Two months ago I embarked on a nine-week bootcamp. To most of you, that probably conjures images of some whistle-crazed drill sergeant yelling at a room full of fitness gurus eager to pump out 100 fingertip push-ups.

But before you let your imagination wander too far, let me explain that this wasn't your typical bootcamp.

Don't get me wrong, my shoulders ached at the end of each day and my fingers got worked to the core, but I did more coffee runs than actual sweat-inducing sprints over these past nine weeks.

This bootcamp, run by HackerYou in Toronto, was an intensive full-time front-end web development course. You might say it was strength training for the mind.

With fewer than 30 students in each cohort, two full-time teachers and several mentors, this bootcamp was designed to move career changers into the web development arena within a span of nine weeks.

A difficult task, no doubt. But, from what I've experienced, achievable nonetheless ... for those with the right mindset.

Many of those that enrolled said sayonara to their stable full-time positions or delayed heading into the workforce post graduation to fully immerse themselves in this program. And most, if not all (myself included), had been dabbling in web development for months or even years prior to beginning the course.

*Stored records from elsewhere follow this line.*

// SPDX-License-Identifier: GPL-3.0-only

use crate::constants::{DEFAULT_TIMER_SECONDS, IDEAL_CAPTURE_SIZE};
use crate::errors::{AppError, AppResult};
use serde::{Deserialize, Serialize};
use std::path::{Path, PathBuf};
use tracing::{debug, info, warn};

/// Directory name used under the XDG config/cache/pictures directories
pub const APP_DIR_NAME: &str = "photobooth";

/// Persistent user settings
///
/// Stored as JSON at `$XDG_CONFIG_HOME/photobooth/config.json`. Every field has
/// a default so partial files keep working across versions.
#[derive(Debug, Clone, PartialEq, Eq, Serialize, Deserialize)]
#[serde(default)]
pub struct Config {
    /// Where exported strips are written
    pub export_dir: PathBuf,
    /// V4L2 device index (`/dev/videoN`)
    pub camera_index: usize,
    /// Countdown length used by the timer toggle
    pub timer_seconds: u32,
    /// Mirror camera preview horizontally (selfie mode)
    pub mirror_preview: bool,
    /// Requested capture width
    pub capture_width: u32,
    /// Requested capture height
    pub capture_height: u32,
}

impl Default for Config {
    fn default() -> Self {
        Self {
            export_dir: default_export_dir(),
            camera_index: 0,
            timer_seconds: DEFAULT_TIMER_SECONDS,
            mirror_preview: true, // Default to mirrored (selfie mode)
            capture_width: IDEAL_CAPTURE_SIZE.0,
            capture_height: IDEAL_CAPTURE_SIZE.1,
        }
    }
}

impl Config {
    /// Default location of the config file
    pub fn default_path() -> Option<PathBuf> {
        dirs::config_dir().map(|dir| dir.join(APP_DIR_NAME).join("config.json"))
    }

    /// Load the config from the default location, falling back to defaults
    pub fn load() -> Self {
        match Self::default_path() {
            Some(path) => Self::load_from(&path),
            None => {
                warn!("No config directory available, using defaults");
                Self::default()
            }
        }
    }

    /// Load the config from `path`
    ///
    /// A missing file is normal on first start. A malformed file is logged and
    /// replaced by defaults rather than aborting startup.
    pub fn load_from(path: &Path) -> Self {
        let contents = match std::fs::read_to_string(path) {
            Ok(contents) => contents,
            Err(e) if e.kind() == std::io::ErrorKind::NotFound => {
                debug!(path = %path.display(), "No config file, using defaults");
                return Self::default();
            }
            Err(e) => {
                warn!(path = %path.display(), error = %e, "Cannot read config file");
                return Self::default();
            }
        };

        match serde_json::from_str(&contents) {
            Ok(config) => {
                info!(path = %path.display(), "Loaded config");
                config
            }
            Err(e) => {
                warn!(path = %path.display(), error = %e, "Malformed config file, using defaults");
                Self::default()
            }
        }
    }

    /// Write the config as pretty JSON to `path`, creating parent directories
    pub fn save_to(&self, path: &Path) -> AppResult<()> {
        if let Some(parent) = path.parent() {
            std::fs::create_dir_all(parent)?;
        }
        let json =
            serde_json::to_string_pretty(self).map_err(|e| AppError::Config(e.to_string()))?;
        std::fs::write(path, json)?;
        info!(path = %path.display(), "Saved config");
        Ok(())
    }
}

/// Get the default export directory (~/Pictures/photobooth)
pub fn default_export_dir() -> PathBuf {
    dirs::picture_dir()
        .or_else(|| dirs::home_dir().map(|home| home.join("Pictures")))
        .unwrap_or_else(|| PathBuf::from("."))
        .join(APP_DIR_NAME)
}

/// Log file used by terminal mode so tracing output does not tear the UI
pub fn log_file_path() -> PathBuf {
    dirs::cache_dir()
        .unwrap_or_else(std::env::temp_dir)
        .join(APP_DIR_NAME)
        .join("photobooth.log")
}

While I had developed graphics and content for the web as a marketing communications professional, it wasn't until I started pushing content out through WordPress that I realized I wanted to learn more. I wanted to know what all those p tags really meant and why stylesheets were littered with curly braces.

That's how I ended up hopping over the border to Toronto and choosing a less conventional educational route.

Community over Competition
The first noticeable difference between HackerYou and traditional educational models is the absence of grades. Why? Because web development isn't a competition. It's not something you can cram for one night and then forget the next day. It's about dedication, practice, refinement and endless curiosity.

We didn't hide our computer screens from one another or shy away from sharing ideas or resources. Quite the opposite.

We shared in each other's small wins -- whether it was getting a JavaScript function to work or deploying a WordPress theme.

The Lastest and Greatest
In the tech world, something new and innovative today can be out of date tomorrow. That's the nature of the beast.

Fortunately, the team at HackerYou understands that what they taught three months ago may not be relevant today. That's why the instructors are continuously updating the curriculum based on current technological trends and student feedback.

They embrace change, rather than run from it.

A Solid Foundation
Mastering front-end web development can take years. And even this fast-track program couldn't take us from novice developers to expert programmers in nine weeks.

It did, however, provide us with a solid foundation of web development skills and tools that incited a deep curiosity about web development. We coded websites using HTML5 and CSS3, built plugins and API apps using JavaScript and jQuery libraries, and learned how to customize themes in WordPress.

Some of us enjoyed toying with jQuery functions, others dived into CSS3 animations using SVGs, while still others relished the customization capabilities of WordPress.

You've Gotta Do It To Learn It
A basic understanding of concepts and terminology is crucial to becoming a developer. However, reading about web development does not a web developer make.

Over a period of nine weeks, I developed eight projects - from a personal portfolio site to a jQuery plugin, logged 312 coding hours through WakaTime, and spent a majority of my 7:00 a.m. to 12:00 a.m. day coding, reading, learning or strategizing.

But Is It Really Enough?
Some will question whether nine weeks of intense learning is really enough to dive into web development. The truth is, I can't really answer that question for you. If you're seeking to hire a web developer, I can only let my portfolio and body of work speak for itself.

I will say, however, that I have learned several new technologies and tools, have seen personal growth in my coding abilities and developed a desire to continue to learn and enhance my web development knowledge.

In fact, you probably didn't even notice that time I broke the Internet...I fixed it pretty quickly!

So, if you're looking for a front-end web developer with a desire to learn, grow and contribute ideas to an open community, then please check out my portfolio. And, while you're at it, take a look at the other wonderful web developers that I'm fortunate enough to have worked with throughout this program.

We were willing to take a risk, maybe it's worth your time to take a chance on us.